La cloche définit le monde et organise son espace spatial et culturel . Elle traduit aussi bien les joies que les drames . Entre les maires,les curés et d'autres s'engagent de véritables luttes pour maîtriser leur pouvoir. Elles traduisent les inégalités entre les sexes et les classes sociales de la naissance à la mort.

Les sonneries rurales du XIXe siècle, devenues bruit d’un autre temps, étaient écoutées, appréciées selon un système d’affects aujourd’hui disparu. Elles témoignaient d’un autre rapport au monde et au sacré, d’une autre manière de s’inscrire dans le temps et dans l’espace, et aussi de les éprouver. La lecture de l’environnement sonore entrait alors dans les procédures de construction des identités, individuelles et communautaires. La sonnerie des cloches constituait un langage, fondait un système de communication qui s’est peu à peu désorganisé. Elle rythmait des modes oubliés de relations entre les individus, entre les vivants et les morts. Elle autorisait des formes, aujourd’hui effacées, d’expression de la liesse et du plaisir d’être ensemble.

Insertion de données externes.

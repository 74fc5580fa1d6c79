//! Bird physics over a fixed logical playfield
//!
//! All units are logical playfield units and one step is one frame; nothing
//! here knows about display scaling.

use serde::{Deserialize, Serialize};

/// Logical playfield width
pub const PLAYFIELD_WIDTH: f32 = 480.0;
/// Logical playfield height (including the ground strip)
pub const PLAYFIELD_HEIGHT: f32 = 640.0;
/// Height of the ground strip at the bottom of the playfield
pub const GROUND_HEIGHT: f32 = 80.0;
/// Y of the ground line
pub const GROUND_Y: f32 = PLAYFIELD_HEIGHT - GROUND_HEIGHT;

/// Fixed horizontal position of every bird
pub const BIRD_X: f32 = 120.0;
/// Vertical spawn position
pub const BIRD_START_Y: f32 = 280.0;
/// Collision box, smaller than the sprite
pub const HITBOX_WIDTH: f32 = 26.0;
pub const HITBOX_HEIGHT: f32 = 18.0;

/// Velocity added every step
pub const GRAVITY: f32 = 0.45;
/// Velocity set by a flap
pub const JUMP_VELOCITY: f32 = -7.5;

/// "Looking up" limit in radians
pub const MIN_ROTATION: f32 = -0.45;
/// Nose-dive limit in radians
pub const MAX_ROTATION: f32 = std::f32::consts::FRAC_PI_2;
/// Below this velocity the bird rotates up, at or above it dives
pub const ROTATION_THRESHOLD: f32 = 0.4;
/// Angular rate toward MIN_ROTATION (radians per step)
pub const ROTATION_UP_RATE: f32 = 0.12;
/// Angular rate toward MAX_ROTATION (radians per step)
pub const ROTATION_DOWN_RATE: f32 = 0.05;

/// Per-participant bird state
#[derive(Debug, Clone, Copy, PartialEq, Serialize, Deserialize)]
pub struct BirdState {
    /// Vertical centre of the hitbox
    pub y: f32,
    pub velocity: f32,
    /// Radians, always within [MIN_ROTATION, MAX_ROTATION]
    pub rotation: f32,
    pub dead: bool,
    pub score: u32,
}

impl BirdState {
    pub fn new() -> Self {
        Self {
            y: BIRD_START_Y,
            velocity: 0.0,
            rotation: 0.0,
            dead: false,
            score: 0,
        }
    }

    pub fn hitbox_top(&self) -> f32 {
        self.y - HITBOX_HEIGHT / 2.0
    }

    pub fn hitbox_bottom(&self) -> f32 {
        self.y + HITBOX_HEIGHT / 2.0
    }

    pub fn hitbox_left(&self) -> f32 {
        BIRD_X - HITBOX_WIDTH / 2.0
    }

    pub fn hitbox_right(&self) -> f32 {
        BIRD_X + HITBOX_WIDTH / 2.0
    }

    /// Flap. Returns false (and changes nothing) when the bird is dead.
    pub fn jump(&mut self) -> bool {
        if self.dead {
            return false;
        }
        self.velocity = JUMP_VELOCITY;
        self.rotation = MIN_ROTATION;
        true
    }

    /// Mark the bird dead. Returns true only for the call that actually killed it.
    pub fn kill(&mut self) -> bool {
        if self.dead {
            return false;
        }
        self.dead = true;
        true
    }
}

impl Default for BirdState {
    fn default() -> Self {
        Self::new()
    }
}

/// Which playfield boundary the bird touched during a step
#[derive(Debug, Clone, Copy, PartialEq, Eq)]
pub enum BoundaryContact {
    None,
    /// Lethal
    Floor,
    /// Blocking only
    Ceiling,
}

/// Physics system for advancing a bird one fixed step
pub struct PhysicsSystem;

impl PhysicsSystem {
    /// Integrate gravity, rotation and playfield bounds for one step.
    ///
    /// Dead birds keep falling so the death animation settles on the ground;
    /// the caller decides what a floor contact means.
    pub fn step_bird(bird: &mut BirdState) -> BoundaryContact {
        bird.velocity += GRAVITY;
        bird.y += bird.velocity;
        bird.rotation = Self::next_rotation(bird.rotation, bird.velocity);

        if bird.hitbox_bottom() >= GROUND_Y {
            bird.y = GROUND_Y - HITBOX_HEIGHT / 2.0;
            bird.velocity = 0.0;
            return BoundaryContact::Floor;
        }

        if bird.hitbox_top() <= 0.0 {
            bird.y = HITBOX_HEIGHT / 2.0;
            bird.velocity = 0.0;
            return BoundaryContact::Ceiling;
        }

        BoundaryContact::None
    }

    /// Rotation after one step at the given (already updated) velocity
    pub fn next_rotation(rotation: f32, velocity: f32) -> f32 {
        let next = if velocity < ROTATION_THRESHOLD {
            rotation - ROTATION_UP_RATE
        } else {
            rotation + ROTATION_DOWN_RATE
        };
        next.clamp(MIN_ROTATION, MAX_ROTATION)
    }
}

#[cfg(test)]
mod tests {
    use super::*;

    #[test]
    fn rotation_approaches_max_without_input() {
        let mut bird = BirdState::new();
        let mut last = bird.rotation;
        for _ in 0..200 {
            PhysicsSystem::step_bird(&mut bird);
            assert!(bird.rotation >= last, "rotation went back up");
            assert!(bird.rotation <= MAX_ROTATION);
            last = bird.rotation;
        }
        assert_eq!(bird.rotation, MAX_ROTATION);
    }

    #[test]
    fn rotation_never_leaves_range_after_flaps() {
        let mut bird = BirdState::new();
        for i in 0..300 {
            if i % 17 == 0 {
                bird.jump();
            }
            PhysicsSystem::step_bird(&mut bird);
            assert!((MIN_ROTATION..=MAX_ROTATION).contains(&bird.rotation));
        }
    }

    #[test]
    fn jump_overrides_prior_state() {
        let mut bird = BirdState {
            y: 400.0,
            velocity: 9.0,
            rotation: 1.2,
            dead: false,
            score: 3,
        };
        assert!(bird.jump());
        assert_eq!(bird.velocity, JUMP_VELOCITY);
        assert_eq!(bird.rotation, MIN_ROTATION);
        assert_eq!(bird.y, 400.0);
    }

    #[test]
    fn jump_is_noop_when_dead() {
        let mut bird = BirdState::new();
        bird.velocity = 3.0;
        bird.rotation = 0.7;
        bird.kill();
        let before = bird;
        assert!(!bird.jump());
        assert_eq!(bird, before);
    }

    #[test]
    fn kill_is_idempotent() {
        let mut once = BirdState::new();
        let mut twice = BirdState::new();
        assert!(once.kill());
        assert!(twice.kill());
        assert!(!twice.kill());
        assert_eq!(once, twice);
    }

    #[test]
    fn floor_clamps_and_reports_contact() {
        let mut bird = BirdState::new();
        bird.y = GROUND_Y - HITBOX_HEIGHT / 2.0 - 1.0;
        bird.velocity = 5.0;
        assert_eq!(PhysicsSystem::step_bird(&mut bird), BoundaryContact::Floor);
        assert_eq!(bird.y, GROUND_Y - HITBOX_HEIGHT / 2.0);
    }

    #[test]
    fn ceiling_blocks_without_killing() {
        let mut bird = BirdState::new();
        bird.y = HITBOX_HEIGHT / 2.0 + 2.0;
        bird.velocity = JUMP_VELOCITY;
        assert_eq!(PhysicsSystem::step_bird(&mut bird), BoundaryContact::Ceiling);
        assert_eq!(bird.y, HITBOX_HEIGHT / 2.0);
        assert_eq!(bird.velocity, 0.0);
        assert!(!bird.dead);
    }
}
impl GameClient {
    pub fn new(connector: Box<dyn Connector>, seed: u64) -> Self {
        Self {
            session: Session::new(),
            sim: Simulator::new(seed),
            sync: SyncProtocol::new(),
            connector,
            transport: None,
            rng: ChaCha8Rng::seed_from_u64(seed ^ 0x5eed),
            frame: 0,
            room_code: None,
            pending_join: None,
            resolved: Vec::new(),
        }
    }

    pub fn mode(&self) -> GameMode {
        self.session.mode()
    }

    pub fn frame_count(&self) -> u64 {
        self.frame
    }

    /// Outcomes resolved since the last call, oldest first
    pub fn drain_outcomes(&mut self) -> Vec<Outcome> {
        std::mem::take(&mut self.resolved)
    }

    pub fn snapshot(&self) -> Snapshot {
        Snapshot::capture(
            self.frame,
            &self.session,
            &self.sim,
            self.room_code.as_ref().map(RoomCode::as_str),
        )
    }

    /// Apply a player action. Failures leave the session in a valid mode and
    /// are also reflected in the status line.
    pub fn handle(&mut self, action: UiAction) -> Result<(), ClientError> {
        let result = match action {
            UiAction::PlaySingle => self.play_single(),
            UiAction::Host => self.host(),
            UiAction::Join(code) => self.join(&code),
            UiAction::Jump => {
                if self.session.mode() == GameMode::Playing {
                    self.sim.jump();
                }
                Ok(())
            }
            UiAction::Replay => self.replay(),
            UiAction::Menu => {
                self.teardown();
                self.session.set_status("");
                Ok(())
            }
        };
        if let Err(e) = &result {
            self.session.set_status(e.to_string());
        }
        result
    }

    fn play_single(&mut self) -> Result<(), ClientError> {
        self.session.choose_role(Role::Single)?;
        self.sim.reset(false);
        self.session.set_status("");
        info!("Single-player run started");
        Ok(())
    }

    fn host(&mut self) -> Result<(), ClientError> {
        self.session.choose_role(Role::Host)?;
        let code = RoomCode::generate(&mut self.rng);
        match self.connector.open(code.clone()) {
            Ok(transport) => {
                info!(room = %code, "Opening room");
                self.transport = Some(transport);
                self.room_code = Some(code);
                self.session.set_status("Opening room...");
                Ok(())
            }
            Err(e) => {
                self.teardown();
                Err(e.into())
            }
        }
    }

    fn join(&mut self, input: &str) -> Result<(), ClientError> {
        let target = RoomCode::parse(input)?;
        self.session.choose_role(Role::Client)?;

        let local_id = loop {
            let id = RoomCode::generate(&mut self.rng);
            if id != target {
                break id;
            }
        };
        match self.connector.open(local_id) {
            Ok(transport) => {
                info!(room = %target, "Joining room");
                self.transport = Some(transport);
                self.room_code = Some(target.clone());
                self.pending_join = Some(target);
                self.session.set_status("Connecting...");
                Ok(())
            }
            Err(e) => {
                self.teardown();
                Err(e.into())
            }
        }
    }

    fn replay(&mut self) -> Result<(), ClientError> {
        if self.session.mode() != GameMode::Gameover {
            return Err(TransitionError {
                from: self.session.mode(),
                to: GameMode::Playing,
            }
            .into());
        }
        match self.session.role() {
            Some(Role::Single) | None => {
                self.sim.reset(false);
                self.session.begin_match()?;
            }
            Some(_) => {
                if !self.transport.as_ref().is_some_and(|t| t.is_connected()) {
                    return Err(TransportError::NotOpen.into());
                }
                self.sync.reset_for_match(&mut self.sim);
                self.send(&PeerMsg::Start);
                self.session.begin_match()?;
            }
        }
        self.session.set_status("");
        info!("Replay");
        Ok(())
    }

    /// Run one loop iteration: network, timers, one fixed step, outbound messages.
    pub fn frame(&mut self) -> Snapshot {
        self.frame += 1;

        self.drain_transport();
        self.fire_due();

        if self.session.mode().simulates() {
            let spawn = self.session.mode() == GameMode::Playing
                && self.session.role().is_some_and(Role::is_authority);
            let events = self.sim.step(spawn);

            for msg in self.sync.outbound(&self.session, &self.sim, &events) {
                self.send(&msg);
            }
            for event in &events {
                if let SimEvent::Died { score } = *event {
                    self.on_local_death(score);
                }
            }
        }

        self.snapshot()
    }

    fn drain_transport(&mut self) {
        let mut events = Vec::new();
        if let Some(transport) = self.transport.as_mut() {
            while let Some(event) = transport.poll_event() {
                events.push(event);
            }
        }
        for event in events {
            self.on_transport_event(event);
        }
    }

    fn on_transport_event(&mut self, event: TransportEvent) {
        match event {
            TransportEvent::Open { local_id } => {
                debug!(local_id = %local_id, "Transport open");
                if let Some(target) = self.pending_join.take() {
                    let result = match self.transport.as_mut() {
                        Some(transport) => transport.connect(&target),
                        None => Err(TransportError::NotOpen),
                    };
                    if let Err(e) = result {
                        self.fail(e.to_string());
                    }
                } else if self.session.role() == Some(Role::Host) {
                    self.session.set_status("Waiting for opponent");
                }
            }
            TransportEvent::Connected { peer_id } => {
                info!(peer = %peer_id, "Peer connected");
                if self.session.role() == Some(Role::Host)
                    && self.session.mode() == GameMode::Lobby
                {
                    self.send(&PeerMsg::Prepare);
                    if let Err(e) = self.session.transition(GameMode::Countdown) {
                        warn!(error = %e, "Could not start countdown");
                        return;
                    }
                    self.session.schedule(
                        Delayed::StartMatch,
                        self.frame + ms_to_frames(COUNTDOWN_MS),
                    );
                    self.session.set_status("Get ready");
                } else {
                    self.session.set_status("Connected, waiting for host");
                }
            }
            TransportEvent::Data(msg) => {
                if let Some(outcome) = self.sync.apply(msg, &mut self.session, &mut self.sim) {
                    self.resolved.push(outcome);
                }
            }
            TransportEvent::Closed => self.fail("disconnected".to_string()),
            TransportEvent::Error(e) => self.fail(e.to_string()),
        }
    }

    fn fire_due(&mut self) {
        match self.session.take_due(self.frame) {
            Some(Delayed::ShowGameover) => {
                if let Some(outcome) = self.session.finish_solo() {
                    self.resolved.push(outcome);
                }
            }
            Some(Delayed::StartMatch) => {
                self.sync.reset_for_match(&mut self.sim);
                self.send(&PeerMsg::Start);
                match self.session.begin_match() {
                    Ok(()) => {
                        self.session.set_status("");
                        info!(room = ?self.room_code.as_ref().map(RoomCode::as_str), "Match started");
                    }
                    Err(e) => warn!(error = %e, "Could not start match"),
                }
            }
            None => {}
        }
    }

    fn on_local_death(&mut self, score: u32) {
        self.session.record_local_death(score);
        match self.session.role() {
            Some(Role::Single) => {
                self.session.schedule(
                    Delayed::ShowGameover,
                    self.frame + ms_to_frames(DEATH_DELAY_MS),
                );
            }
            Some(_) => match self.session.try_resolve_outcome() {
                Some(outcome) => self.resolved.push(outcome),
                None => self.session.set_status("Waiting for opponent"),
            },
            None => {}
        }
    }

    fn send(&mut self, msg: &PeerMsg) {
        let Some(transport) = self.transport.as_mut() else {
            return;
        };
        if let Err(e) = transport.send(msg) {
            debug!(kind = msg.kind(), error = %e, "Dropped outbound message");
        }
    }

    /// Recoverable network failure: record an unresolved result if a match
    /// was running, then back to the menu.
    fn fail(&mut self, status: String) {
        warn!(status = %status, mode = ?self.session.mode(), "Peer link lost");
        let in_match = self.session.mode() == GameMode::Playing
            && self.session.role().is_some_and(Role::is_multiplayer);
        if in_match {
            if let Some(outcome) = self.session.abandon_match(self.sim.local().score) {
                self.resolved.push(outcome);
            }
        }
        self.teardown();
        self.session.set_status(status);
    }

    fn teardown(&mut self) {
        if let Some(mut transport) = self.transport.take() {
            transport.close();
        }
        self.pending_join = None;
        self.room_code = None;
        self.session.return_to_menu();
        self.sim.reset(false);
    }
}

Les affaires de cloches, si nombreuses en ce temps, révèlent un mode, disparu lui aussi, d’attachement aux objets symboliques. Elles exposent le jeu de passions devenues incompréhensibles. Maîtriser la voix de l’autorité, irradiant du centre du territoire, constituait une forme de domination ardemment convoitée, mais qui semble aujourd’hui dérisoire. La détention de ce privilège, riche d’enjeux, ordonnait nombre de conflits au sein de la localité.
Cet objet d’étude suggère deux autres visées. Il offre l’occasion de s’interroger sur les racines de la cécité de l’histoire, sur les procédures de mise à l’écart, de constitution de ces masses dormantes, de ces continents obscurs enfouis dans les dépôts d’archives. « Nous sommes, aujourd’hui, face à un énorme stock de traces, sans les comprendre et sans les habiter », remarque Pierre Nora. Cela est particulièrement vrai en matière d’histoire campanaire – la quasi-disparition de l’usage de cet adjectif, qui appartenait naguère au langage courant, est en elle-même révélatrice. L’essentiel n’est pas ici de lutter contre la perte, contre l’effacement. Il est raisonnable de penser que les documents existent qui permettent d’étudier environ dix mille affaires de cloches dans la France du XIXe siècle. Nonobstant le dédain affiché, l’usage des sonneries est alors pris très au sérieux par les administrateurs. Il est l’objet d’une surveillance attentive. Il constitue l’une des cibles de la visée globale de réglementation, si caractéristique de ce temps.